Bengaluru/New Delhi: Amazon.com Inc, the world’s largest online retailer, said on Wednesday that it would invest another $3 billion in India after the company exhausted its earlier pledge of $2 billion.
The announcement isn’t just an indication that the US firm is going in for the kill in its market share battle with local rivals Flipkart Ltd and Snapdeal (Jasper Infotech Pvt. Ltd), but a “take that" gesture to Alibaba Group Holding Ltd which recently announced its entry into India. And unlike in China, where it entered late, Amazon has made all the right moves in India.
Is it too late for Alibaba?
Perhaps not, say analysts, although Amazon has used its early-mover advantage to good effect, building a large base of sellers, and a large and efficient delivery and customer service infrastructure.
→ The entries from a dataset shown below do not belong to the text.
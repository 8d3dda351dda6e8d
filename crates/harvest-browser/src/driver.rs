use crate::error::Result;
use harvest_locator::Locator;
use serde::{Deserialize, Serialize};

/// Snapshot of the first element a locator resolves to.
#[derive(Debug, Clone, Copy, Default, PartialEq, Eq, Serialize, Deserialize)]
pub struct ElementState {
    /// Rendered with a non-empty box and not hidden by CSS
    pub displayed: bool,
    /// Not disabled
    pub enabled: bool,
    /// Checked checkbox/radio or selected option
    pub selected: bool,
}

impl ElementState {
    /// Visible and enabled.
    pub fn clickable(&self) -> bool {
        self.displayed && self.enabled
    }
}

/// How to pick an option in a `<select>`.
#[derive(Debug, Clone, PartialEq, Eq)]
pub enum SelectBy {
    /// Option `value` attribute
    Value(String),
    /// Visible option text
    Text(String),
    /// 0-based option index
    Index(usize),
}

/// Browser session boundary.
///
/// Every element operation receives the [`Locator`] to resolve at call time;
/// implementations never cache element references across calls, so handles
/// stay valid across DOM re-renders.
#[async_trait::async_trait]
pub trait Driver: Send + Sync {
    /// Navigate the active tab to a URL
    async fn navigate(&self, url: &str) -> Result<()>;

    /// Reload the active tab
    async fn refresh(&self) -> Result<()>;

    /// URL of the active tab
    async fn current_url(&self) -> Result<String>;

    /// Number of elements matching the locator (ignores any pinned position)
    async fn count(&self, locator: &Locator) -> Result<usize>;

    /// State of the element, or `None` if nothing matches
    async fn element_state(&self, locator: &Locator) -> Result<Option<ElementState>>;

    /// Rendered text of the element
    async fn text(&self, locator: &Locator) -> Result<String>;

    /// Attribute value, `None` if the attribute is absent
    async fn attribute(&self, locator: &Locator, name: &str) -> Result<Option<String>>;

    /// Inner HTML of the element
    async fn inner_html(&self, locator: &Locator) -> Result<String>;

    /// Click the element
    async fn click(&self, locator: &Locator) -> Result<()>;

    /// Click through a script call instead of a pointer event
    async fn js_click(&self, locator: &Locator) -> Result<()> {
        self.click(locator).await
    }

    /// Double-click the element
    async fn double_click(&self, locator: &Locator) -> Result<()>;

    /// Clear an input's value
    async fn clear(&self, locator: &Locator) -> Result<()>;

    /// Append text to an input's value
    async fn type_text(&self, locator: &Locator, text: &str) -> Result<()>;

    /// Press Enter on the element
    async fn send_enter(&self, locator: &Locator) -> Result<()>;

    /// Choose an option in a `<select>`
    async fn select(&self, locator: &Locator, by: &SelectBy) -> Result<()>;

    /// Texts of all options in a `<select>`
    async fn option_texts(&self, locator: &Locator) -> Result<Vec<String>>;

    /// Text of the first selected option, `None` if nothing is selected
    async fn selected_option_text(&self, locator: &Locator) -> Result<Option<String>>;

    /// Scroll the element into the viewport
    async fn scroll_into_view(&self, locator: &Locator) -> Result<()>;

    /// Evaluate a script in the page and return its JSON result
    async fn execute_script(&self, script: &str) -> Result<serde_json::Value>;

    /// PNG screenshot of the active tab
    async fn screenshot(&self) -> Result<Vec<u8>>;

    /// Number of open tabs
    async fn window_count(&self) -> Result<usize>;

    /// Close every tab except the active one
    async fn close_secondary_windows(&self) -> Result<()>;
}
Alibaba hasn’t exactly been idle in India. It has investments in Snapdeal (in which SoftBank, Alibaba’s largest shareholder, is the largest investor) and payment services provider and marketplace Paytm (One97 Communications Ltd), and its own marketplace should be off the ground by the time this year’s festive season (the period between September and January, when most Indian festivals are concentrated) comes around. The Chinese firm already runs a business-to-business (B2B) platform in the country. It has also started to build its team in India and is scouting for partnerships. Last month, it hired former Bain Consulting executive Bharati Balakrishnan as the head of its Indian operations. Alibaba has even held funding talks with Flipkart, Mint reported on 4 February. Indeed, some analysts have suggested that Alibaba would do well to consolidate its presence in India, with a helping hand from Softbank, and effect a merger between Snapdeal and Paytm’s marketplace, instead of launching on its own.
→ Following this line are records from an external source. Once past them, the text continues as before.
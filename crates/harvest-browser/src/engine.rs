use crate::driver::{Driver, ElementState, SelectBy};
use crate::error::{BrowserError, Result};
use crate::script::{self, Probe};
use chromiumoxide::browser::{Browser, BrowserConfig};
use chromiumoxide::cdp::browser_protocol::page::CaptureScreenshotFormat;
use chromiumoxide::page::{Page, ScreenshotParams};
use futures_util::stream::StreamExt;
use harvest_locator::Locator;
use serde::de::DeserializeOwned;
use tokio::sync::Mutex;
use tokio::task::JoinHandle;
use tracing::{debug, info, warn};

/// Driver backed by a Chromium instance over the DevTools protocol.
///
/// Element queries run as page scripts that resolve the locator on every
/// call; results are decoded into typed values before they leave the driver.
pub struct ChromiumDriver {
    browser: Mutex<Browser>,
    page: Page,
    handler: JoinHandle<()>,
}

impl ChromiumDriver {
    /// Launch Chromium with the given settings and open a blank tab.
    pub async fn launch(settings: &harvest_core::BrowserConfig) -> Result<Self> {
        let mut builder = BrowserConfig::builder()
            .window_size(settings.window_width, settings.window_height);

        if !settings.headless {
            builder = builder.with_head();
        }

        if settings.no_sandbox {
            builder = builder.no_sandbox();
        }

        if let Some(ref path) = settings.chrome_path {
            builder = builder.chrome_executable(path);
        }

        let config = builder.build().map_err(BrowserError::ChromiumError)?;

        let (browser, mut handler) = Browser::launch(config)
            .await
            .map_err(|e| BrowserError::ChromiumError(e.to_string()))?;

        // Spawn browser handler
        let handler = tokio::spawn(async move {
            while let Some(event) = handler.next().await {
                if let Err(e) = event {
                    warn!(error = %e, "browser handler stopped");
                    break;
                }
            }
        });

        let page = browser
            .new_page("about:blank")
            .await
            .map_err(|e| BrowserError::ChromiumError(e.to_string()))?;

        info!(
            headless = settings.headless,
            width = settings.window_width,
            height = settings.window_height,
            "chromium launched"
        );

        Ok(Self {
            browser: Mutex::new(browser),
            page,
            handler,
        })
    }

    /// Close the browser and stop the event handler.
    pub async fn close(self) -> Result<()> {
        let mut browser = self.browser.lock().await;
        browser
            .close()
            .await
            .map_err(|e| BrowserError::ChromiumError(e.to_string()))?;
        if let Err(e) = browser.wait().await {
            warn!(error = %e, "chromium did not exit cleanly");
        }
        self.handler.abort();
        Ok(())
    }

    async fn eval<T: DeserializeOwned>(&self, script: String) -> Result<T> {
        let result = self
            .page
            .evaluate(script)
            .await
            .map_err(|e| BrowserError::Script(e.to_string()))?;
        result
            .into_value()
            .map_err(|e| BrowserError::Script(format!("unexpected script result: {e}")))
    }

    /// Run an element script; absence of the element is an error.
    async fn probe<T: DeserializeOwned>(&self, locator: &Locator, script: String) -> Result<Option<T>> {
        let probe: Probe<T> = self.eval(script).await?;
        if probe.found {
            Ok(probe.value)
        } else {
            Err(BrowserError::NoSuchElement {
                locator: locator.to_string(),
            })
        }
    }

    async fn act(&self, locator: &Locator, script: String) -> Result<()> {
        self.probe::<bool>(locator, script).await.map(|_| ())
    }
}

#[async_trait::async_trait]
impl Driver for ChromiumDriver {
    async fn navigate(&self, url: &str) -> Result<()> {
        debug!(url, "navigating");
        self.page
            .goto(url)
            .await
            .map_err(|e| BrowserError::NavigationError(format!("{url}: {e}")))?;
        Ok(())
    }

    async fn refresh(&self) -> Result<()> {
        self.page
            .reload()
            .await
            .map_err(|e| BrowserError::NavigationError(e.to_string()))?;
        Ok(())
    }

    async fn current_url(&self) -> Result<String> {
        let url = self
            .page
            .url()
            .await
            .map_err(|e| BrowserError::ChromiumError(e.to_string()))?;
        Ok(url.unwrap_or_default())
    }

    async fn count(&self, locator: &Locator) -> Result<usize> {
        self.eval(script::count(locator)).await
    }

    async fn element_state(&self, locator: &Locator) -> Result<Option<ElementState>> {
        let probe: Probe<ElementState> = self.eval(script::state(locator)).await?;
        Ok(if probe.found { probe.value } else { None })
    }

    async fn text(&self, locator: &Locator) -> Result<String> {
        Ok(self
            .probe::<String>(locator, script::text(locator))
            .await?
            .unwrap_or_default())
    }

    async fn attribute(&self, locator: &Locator, name: &str) -> Result<Option<String>> {
        self.probe(locator, script::attribute(locator, name)).await
    }

    async fn inner_html(&self, locator: &Locator) -> Result<String> {
        Ok(self
            .probe::<String>(locator, script::inner_html(locator))
            .await?
            .unwrap_or_default())
    }

    async fn click(&self, locator: &Locator) -> Result<()> {
        self.act(locator, script::click(locator)).await
    }

    async fn double_click(&self, locator: &Locator) -> Result<()> {
        self.act(locator, script::double_click(locator)).await
    }

    async fn clear(&self, locator: &Locator) -> Result<()> {
        self.act(locator, script::clear(locator)).await
    }

    async fn type_text(&self, locator: &Locator, text: &str) -> Result<()> {
        self.act(locator, script::type_text(locator, text)).await
    }

    async fn send_enter(&self, locator: &Locator) -> Result<()> {
        self.act(locator, script::send_enter(locator)).await
    }

    async fn select(&self, locator: &Locator, by: &SelectBy) -> Result<()> {
        let script = match by {
            SelectBy::Value(value) => script::select_by_value(locator, value),
            SelectBy::Text(text) => script::select_by_text(locator, text),
            SelectBy::Index(index) => script::select_by_index(locator, *index),
        };

        match self.probe::<bool>(locator, script).await? {
            Some(true) => Ok(()),
            _ => Err(BrowserError::Interaction {
                locator: locator.to_string(),
                reason: format!("no option matching {by:?}"),
            }),
        }
    }

    async fn option_texts(&self, locator: &Locator) -> Result<Vec<String>> {
        Ok(self
            .probe::<Vec<String>>(locator, script::option_texts(locator))
            .await?
            .unwrap_or_default())
    }

    async fn selected_option_text(&self, locator: &Locator) -> Result<Option<String>> {
        self.probe(locator, script::selected_option_text(locator)).await
    }

    async fn scroll_into_view(&self, locator: &Locator) -> Result<()> {
        self.act(locator, script::scroll_into_view(locator)).await
    }

    async fn execute_script(&self, script: &str) -> Result<serde_json::Value> {
        let result = self
            .page
            .evaluate(script)
            .await
            .map_err(|e| BrowserError::Script(e.to_string()))?;
        Ok(result.value().cloned().unwrap_or(serde_json::Value::Null))
    }

    async fn screenshot(&self) -> Result<Vec<u8>> {
        let params = ScreenshotParams::builder()
            .format(CaptureScreenshotFormat::Png)
            .build();
        self.page
            .screenshot(params)
            .await
            .map_err(|e| BrowserError::ChromiumError(e.to_string()))
    }

    async fn window_count(&self) -> Result<usize> {
        let browser = self.browser.lock().await;
        let pages = browser
            .pages()
            .await
            .map_err(|e| BrowserError::ChromiumError(e.to_string()))?;
        Ok(pages.len())
    }

    async fn close_secondary_windows(&self) -> Result<()> {
        let browser = self.browser.lock().await;
        let pages = browser
            .pages()
            .await
            .map_err(|e| BrowserError::ChromiumError(e.to_string()))?;

        for page in pages {
            if page.target_id() != self.page.target_id() {
                debug!(target = ?page.target_id(), "closing secondary tab");
                page.close()
                    .await
                    .map_err(|e| BrowserError::ChromiumError(e.to_string()))?;
            }
        }
        Ok(())
    }
}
Alibaba, Flipkart and Snapdeal did not respond to Mint’s emailed queries, while Paytm declined to comment.
Alibaba’s marketplace will launch three years after Amazon’s. The US firm recently celebrated its third anniversary in India, and the announcement of the $3 billion investment was strategically timed with this as well as Prime Minister Narendra Modi’s US visit.
Mint has reached out to both Amazon and Alibaba for comment and this article will be updated with their responses shortly.
Alibaba’s moves will add a new dimension to the hitherto three-cornered fight in the marketplace space in India.
In July 2014, Flipkart and Amazon announced investments of $1 billion and $2 billion, respectively, dramatically raising the stakes in India’s booming e-commerce market. Three months later, Japan’s SoftBank Group, enriched from the record-breaking initial public offering of Alibaba, put its weight behind dark horse Snapdeal, pumping $627 million into the online marketplace.
Indian shoppers never had it so good as they did in the next year. Discounts of up to 90%, speedy delivery and a wide range of products across the three large online retailers became the norm.
Starting late last year, however, the party came to an end. Amazon was winning market share from Flipkart and Snapdeal, and the finances of all three companies were in shambles. Amazon, however, wasn’t bothered. For the time being, it only cares about becoming the most popular e-commerce brand in India, especially after losing to Alibaba in China. Investors at Flipkart and Snapdeal, however, started pulling back late last year. Stung by the massive losses at these two companies and by the rapid expansion of Amazon, both existing and potential new investors have altered their rosy outlook on the two largest Indian e-commerce start-ups. The two are struggling to raise fresh funds at their preferred valuations, Mint reported on 14 April.
Consequently, forced to start cutting back on discounts and advertising, sales at both companies have suffered. It’s a classic vicious cycle: if you don’t raise money, you cut discounts and advertising, which translates into lower sales, which in turn means lower valuations and a struggle to attract investors.
At the same time, the apparent ease with which Amazon India can access funds must terrify its two Indian rivals.
Analysts say that if Flipkart, which still has more than an estimated $1 billion in cash, can turn around its business under new chief executive officer Binny Bansal this year, it has sufficient time to ride out the downturn in the investment cycle. Snapdeal, however, is unlikely to find it easy to raise a new, large round of funds, at least not at its current valuation of $6.5 billion.